Climate action not at cost of food security
In the run-up to the ongoing 28th session of the Conference of the Parties to the United Nations Framework Convention on Climate Change (COP28) in Dubai, United Arab Emirates, global concerns over agriculture and food security increased manifold as extreme temperatures wrought havoc across the world. That climate change, especially extreme weather events including extreme heat, can threaten food security is relatively well known, but the contribution of food production and consumption, which accounts for one-third of the global greenhouse gas (GHG) emissions, to the drastically changing climate is not.
What makes the issue more complex is that we cannot phase out food consumption the way we are trying to phase out fossil fuels. In a world facing challenges such as the Russia-Ukraine and Palestine-Israel conflicts and rising inflation, countries are inclined to make food security their top national priority, making it even more difficult to reduce GHG emissions in the agricultural sector.
With 18 percent of the world's population and the largest food system, China shoulders huge responsibility. In fact, China is taking cautious steps to reduce GHG emissions by implementing policies aimed at improving agricultural productivity, reducing the use of chemical fertilizers and pesticides, and promoting green agricultural machinery.
Experts suggest that behavioral changes and shifts in people's lifestyle can help reduce global warming. In this context, two key measures are often mentioned: measures to reduce food loss and waste (which accounts for 8 percent of GHG emissions globally) and changing people's dietary habits (for instance, reducing the consumption of carbon-intensive food products such as red meat).
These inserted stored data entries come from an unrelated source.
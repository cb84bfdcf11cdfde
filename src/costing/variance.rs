use rust_decimal::Decimal;
use rust_decimal_macros::dec;
use serde::{Deserialize, Serialize};

use crate::entities::cost_standard;

/// Which side of the standard an actual cost landed on. Spending less
/// than the standard is favorable; more is unfavorable.
#[derive(Debug, Clone, Copy, PartialEq, Eq, Serialize, Deserialize)]
#[serde(rename_all = "snake_case")]
pub enum VarianceClass {
    Favorable,
    Unfavorable,
    OnTarget,
}

impl VarianceClass {
    pub fn of(variance: Decimal) -> Self {
        if variance < Decimal::ZERO {
            Self::Favorable
        } else if variance > Decimal::ZERO {
            Self::Unfavorable
        } else {
            Self::OnTarget
        }
    }

    pub fn as_str(&self) -> &'static str {
        match self {
            Self::Favorable => "favorable",
            Self::Unfavorable => "unfavorable",
            Self::OnTarget => "on_target",
        }
    }
}

/// Actual spend recorded against a production run.
#[derive(Debug, Clone, Copy, PartialEq, Serialize, Deserialize)]
pub struct ActualCosts {
    pub material: Decimal,
    pub labor: Decimal,
    pub overhead: Decimal,
}

impl ActualCosts {
    pub fn total(&self) -> Decimal {
        self.material + self.labor + self.overhead
    }
}

/// Standard-versus-actual comparison for a single cost category.
#[derive(Debug, Clone, Copy, PartialEq, Serialize, Deserialize)]
pub struct CategoryVariance {
    pub standard: Decimal,
    pub actual: Decimal,
    pub variance: Decimal,
    pub classification: VarianceClass,
}

impl CategoryVariance {
    fn compare(standard: Decimal, actual: Decimal) -> Self {
        let variance = actual - standard;
        Self {
            standard,
            actual,
            variance,
            classification: VarianceClass::of(variance),
        }
    }
}

/// Result of comparing a production run against its cost standard.
#[derive(Debug, Clone, Copy, PartialEq, Serialize, Deserialize)]
pub struct VarianceBreakdown {
    pub standard_total_cost: Decimal,
    pub actual_total_cost: Decimal,
    pub total_variance: Decimal,
    pub variance_percentage: Decimal,
    pub classification: VarianceClass,
    pub material: CategoryVariance,
    pub labor: CategoryVariance,
    pub overhead: CategoryVariance,
}

/// Scales the standard to the portions actually produced and compares it
/// against the actual costs, per category and in total.
///
/// The percentage is the total variance relative to the scaled standard
/// total, or zero when the standard total is zero (no meaningful base).
pub fn variance(
    standard: &cost_standard::Model,
    actuals: &ActualCosts,
    portions_produced: i32,
) -> VarianceBreakdown {
    let portions = Decimal::from(portions_produced);

    let standard_total = standard.cost_per_portion * portions;
    let actual_total = actuals.total();
    let total_variance = actual_total - standard_total;

    let variance_percentage = if standard_total == Decimal::ZERO {
        Decimal::ZERO
    } else {
        total_variance / standard_total * dec!(100)
    };

    // Category standards multiply the stored batch cost by the portions
    // produced, while the total uses cost_per_portion. The two scalings
    // differ whenever portions_produced != standard_portion; this keeps
    // the historically recorded figures stable.
    VarianceBreakdown {
        standard_total_cost: standard_total,
        actual_total_cost: actual_total,
        total_variance,
        variance_percentage,
        classification: VarianceClass::of(total_variance),
        material: CategoryVariance::compare(standard.material_cost * portions, actuals.material),
        labor: CategoryVariance::compare(standard.labor_cost * portions, actuals.labor),
        overhead: CategoryVariance::compare(standard.overhead_cost * portions, actuals.overhead),
    }
}

#[cfg(test)]
mod tests {
    use super::*;
    use chrono::Utc;

    fn standard_model(
        material: Decimal,
        labor: Decimal,
        overhead: Decimal,
        standard_portion: Decimal,
    ) -> cost_standard::Model {
        let total = material + labor + overhead;
        cost_standard::Model {
            id: 1,
            menu_item_id: 1,
            effective_date: Utc::now().into(),
            material_cost: material,
            labor_cost: labor,
            overhead_cost: overhead,
            total_cost: total,
            cost_per_portion: total / standard_portion,
            created_at: Utc::now().into(),
        }
    }

    #[test]
    fn worked_variance_scenario() {
        // Standard: 62,500 + 100,000 + 20,000 = 182,500 for 10 portions,
        // 18,250 per portion. Producing 8 portions scales to 146,000.
        let standard = standard_model(dec!(62500), dec!(100000), dec!(20000), dec!(10));
        let actuals = ActualCosts {
            material: dec!(70000),
            labor: dec!(75000),
            overhead: dec!(15000),
        };

        let v = variance(&standard, &actuals, 8);

        assert_eq!(v.standard_total_cost, dec!(146000));
        assert_eq!(v.actual_total_cost, dec!(160000));
        assert_eq!(v.total_variance, dec!(14000));
        assert_eq!(v.classification, VarianceClass::Unfavorable);
        // 14000 / 146000 * 100 = 9.589...
        assert!(v.variance_percentage > dec!(9.58) && v.variance_percentage < dec!(9.60));

        // Category standards are batch cost times portions produced
        assert_eq!(v.material.standard, dec!(500000));
        assert_eq!(v.material.variance, dec!(-430000));
        assert_eq!(v.material.classification, VarianceClass::Favorable);
        assert_eq!(v.labor.standard, dec!(800000));
        assert_eq!(v.labor.actual, dec!(75000));
        assert_eq!(v.overhead.standard, dec!(160000));
        assert_eq!(v.overhead.actual, dec!(15000));
    }

    #[test]
    fn under_spend_is_favorable() {
        let standard = standard_model(dec!(100), dec!(50), dec!(10), dec!(1));
        let actuals = ActualCosts {
            material: dec!(90),
            labor: dec!(50),
            overhead: dec!(10),
        };

        let v = variance(&standard, &actuals, 1);

        assert_eq!(v.total_variance, dec!(-10));
        assert_eq!(v.classification, VarianceClass::Favorable);
        assert_eq!(v.labor.classification, VarianceClass::OnTarget);
    }

    #[test]
    fn exact_match_is_on_target() {
        let standard = standard_model(dec!(100), dec!(50), dec!(10), dec!(2));
        let actuals = ActualCosts {
            material: dec!(100),
            labor: dec!(50),
            overhead: dec!(10),
        };

        let v = variance(&standard, &actuals, 2);

        assert_eq!(v.total_variance, Decimal::ZERO);
        assert_eq!(v.variance_percentage, Decimal::ZERO);
        assert_eq!(v.classification, VarianceClass::OnTarget);
    }

    #[test]
    fn zero_standard_total_has_zero_percentage() {
        let standard = standard_model(Decimal::ZERO, Decimal::ZERO, Decimal::ZERO, dec!(1));
        let actuals = ActualCosts {
            material: dec!(5),
            labor: Decimal::ZERO,
            overhead: Decimal::ZERO,
        };

        let v = variance(&standard, &actuals, 3);

        assert_eq!(v.standard_total_cost, Decimal::ZERO);
        assert_eq!(v.variance_percentage, Decimal::ZERO);
        assert_eq!(v.classification, VarianceClass::Unfavorable);
    }
}
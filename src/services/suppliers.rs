use crate::{
    db::DbPool,
    entities::{raw_material, supplier, supplier::Entity as SupplierEntity},
    errors::ServiceError,
    events::{Event, EventSender},
};
use chrono::Utc;
use sea_orm::ActiveValue::Set;
use sea_orm::{
    ActiveModelTrait, ColumnTrait, EntityTrait, IntoActiveModel, ModelTrait, PaginatorTrait,
    QueryFilter, QueryOrder,
};
use serde::{Deserialize, Serialize};
use std::sync::Arc;
use tracing::instrument;

/// Input payload for creating a supplier
#[derive(Debug, Clone)]
pub struct CreateSupplierInput {
    pub name: String,
    pub contact_person: Option<String>,
    pub phone: Option<String>,
    pub email: Option<String>,
    pub address: Option<String>,
    pub payment_terms: Option<String>,
    pub notes: Option<String>,
}

/// Input payload for updating a supplier; None fields are left untouched
#[derive(Debug, Clone, Default)]
pub struct UpdateSupplierInput {
    pub name: Option<String>,
    pub contact_person: Option<String>,
    pub phone: Option<String>,
    pub email: Option<String>,
    pub address: Option<String>,
    pub payment_terms: Option<String>,
    pub notes: Option<String>,
    pub is_active: Option<bool>,
}

/// Filters accepted by the list endpoint
#[derive(Debug, Clone, Default)]
pub struct SupplierFilter {
    pub search: Option<String>,
    pub is_active: Option<bool>,
}

/// Outcome of the referential delete policy
#[derive(Debug, Clone, Serialize, Deserialize)]
#[serde(rename_all = "snake_case", tag = "outcome")]
pub enum DeleteOutcome {
    /// Row removed; nothing referenced it
    Deleted,
    /// Dependents exist; row was deactivated instead
    Deactivated { dependent_count: u64 },
}

#[derive(Clone)]
pub struct SupplierService {
    db_pool: Arc<DbPool>,
    event_sender: Arc<EventSender>,
}

impl SupplierService {
    pub fn new(db_pool: Arc<DbPool>, event_sender: Arc<EventSender>) -> Self {
        Self {
            db_pool,
            event_sender,
        }
    }

    fn connection(&self) -> &DbPool {
        &self.db_pool
    }

    #[instrument(skip(self, input))]
    pub async fn create(&self, input: CreateSupplierInput) -> Result<supplier::Model, ServiceError> {
        let now = Utc::now();
        let model = supplier::ActiveModel {
            id: Default::default(),
            name: Set(input.name),
            contact_person: Set(input.contact_person),
            phone: Set(input.phone),
            email: Set(input.email),
            address: Set(input.address),
            payment_terms: Set(input.payment_terms),
            notes: Set(input.notes),
            is_active: Set(true),
            created_at: Set(now.into()),
            updated_at: Set(now.into()),
        };

        let created = model
            .insert(self.connection())
            .await
            .map_err(ServiceError::db_error)?;

        self.event_sender
            .send_or_log(Event::SupplierCreated(created.id))
            .await;

        Ok(created)
    }

    #[instrument(skip(self))]
    pub async fn get(&self, id: i64) -> Result<supplier::Model, ServiceError> {
        SupplierEntity::find_by_id(id)
            .one(self.connection())
            .await
            .map_err(ServiceError::db_error)?
            .ok_or_else(|| ServiceError::NotFound(format!("Supplier {} not found", id)))
    }

    #[instrument(skip(self))]
    pub async fn list(
        &self,
        filter: SupplierFilter,
        page: u64,
        per_page: u64,
    ) -> Result<(Vec<supplier::Model>, u64), ServiceError> {
        let mut query = SupplierEntity::find().order_by_asc(supplier::Column::Name);

        if let Some(search) = filter.search.filter(|s| !s.trim().is_empty()) {
            query = query.filter(supplier::Column::Name.contains(search.trim()));
        }
        if let Some(active) = filter.is_active {
            query = query.filter(supplier::Column::IsActive.eq(active));
        }

        let per_page = per_page.max(1);
        let paginator = query.paginate(self.connection(), per_page);
        let total = paginator
            .num_items()
            .await
            .map_err(ServiceError::db_error)?;
        let models = paginator
            .fetch_page(page.max(1) - 1)
            .await
            .map_err(ServiceError::db_error)?;

        Ok((models, total))
    }

    #[instrument(skip(self, input))]
    pub async fn update(
        &self,
        id: i64,
        input: UpdateSupplierInput,
    ) -> Result<supplier::Model, ServiceError> {
        let mut model = self.get(id).await?;

        if let Some(name) = input.name {
            model.name = name;
        }
        if let Some(contact_person) = input.contact_person {
            model.contact_person = Some(contact_person);
        }
        if let Some(phone) = input.phone {
            model.phone = Some(phone);
        }
        if let Some(email) = input.email {
            model.email = Some(email);
        }
        if let Some(address) = input.address {
            model.address = Some(address);
        }
        if let Some(payment_terms) = input.payment_terms {
            model.payment_terms = Some(payment_terms);
        }
        if let Some(notes) = input.notes {
            model.notes = Some(notes);
        }
        if let Some(is_active) = input.is_active {
            model.is_active = is_active;
        }
        model.updated_at = Utc::now().into();

        let updated = model
            .into_active_model()
            .reset_all()
            .update(self.connection())
            .await
            .map_err(ServiceError::db_error)?;

        self.event_sender
            .send_or_log(Event::SupplierUpdated(updated.id))
            .await;

        Ok(updated)
    }

    /// Two-step referential delete policy: suppliers referenced by raw
    /// materials are deactivated, unreferenced ones are removed.
    #[instrument(skip(self))]
    pub async fn delete(&self, id: i64) -> Result<DeleteOutcome, ServiceError> {
        let model = self.get(id).await?;

        let dependent_count = raw_material::Entity::find()
            .filter(raw_material::Column::SupplierId.eq(id))
            .count(self.connection())
            .await
            .map_err(ServiceError::db_error)?;

        let outcome = if dependent_count > 0 {
            let mut deactivated = model;
            deactivated.is_active = false;
            deactivated.updated_at = Utc::now().into();
            deactivated
                .into_active_model()
                .reset_all()
                .update(self.connection())
                .await
                .map_err(ServiceError::db_error)?;
            DeleteOutcome::Deactivated { dependent_count }
        } else {
            model
                .delete(self.connection())
                .await
                .map_err(ServiceError::db_error)?;
            DeleteOutcome::Deleted
        };

        self.event_sender
            .send_or_log(Event::SupplierDeleted(id))
            .await;

        Ok(outcome)
    }
}
pub mod business_settings;
pub mod cost_standard;
pub mod menu_item;
pub mod menu_pricing;
pub mod overhead_config;
pub mod production_log;
pub mod production_log_detail;
pub mod raw_material;
pub mod recipe_detail;
pub mod supplier;
pub mod variance_record;
pub mod yield_test;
However, the Chinese people have a markedly different attitude toward these two issues. Let's start with food waste. With their living standards improving dramatically, the Chinese people have developed certain eco-unfriendly consumption habits and practices. According to a 2020 survey conducted by a task force of the Standing Committee of the National People's Congress, at least 34 million tons of food is wasted in restaurants in Chinese cities every year.
It is to reduce food wastage and raise public awareness about food security that the "Clean Plate" campaign was launched by the government in 2020. A year later, the government passed the Anti-Food Waste Law in 2021.
This may prompt many to argue that "campaign-style" reform works wonders in China. But is the campaign itself powerful enough to motivate individuals frequenting fancy restaurants, university canteens, and cafeterias in factories, hospitals and stores, to pay more attention to food waste, or even condemn bad behavior?
In Chinese culture, the traditional virtue of thrift has always been highly valued. Farmers can still be seen embodying the values of diligence and thrift.
But when it comes to reducing meat and milk (and milk products) consumption, the opposite has happened in China. In general, diners in China are not so enthusiastic about trying out fancy, exotic dishes, although the younger generation living in big cities is no stranger to the Mediterranean diet or the Nordic diet. They can even go vegan occasionally.
The Food and Agriculture Organization, the World Health Organization, and the EAT-Lancet Commission have emphasized that a healthy diet not only benefits the environment but also improves people's health. And there is no lack of Chinese scholars contributing to this subject. For instance, Fan Shenggen, a professor at China Agricultural University, has warned about the rapidly increasing number of obese and overweight people in China, and Zhang Yunhua, a research fellow at the Development Research Center of the State Council, has said meat consumption among urban and rural residents has exceeded the recommended healthy diet standard.
In China's case, dietary habits cannot be changed by drawing guidelines and pushing for change without considering the socio-cultural factors. And while urgent climate actions are needed, one has to understand that some behavioral changes take time to become reality.
The author is a writer with China Daily.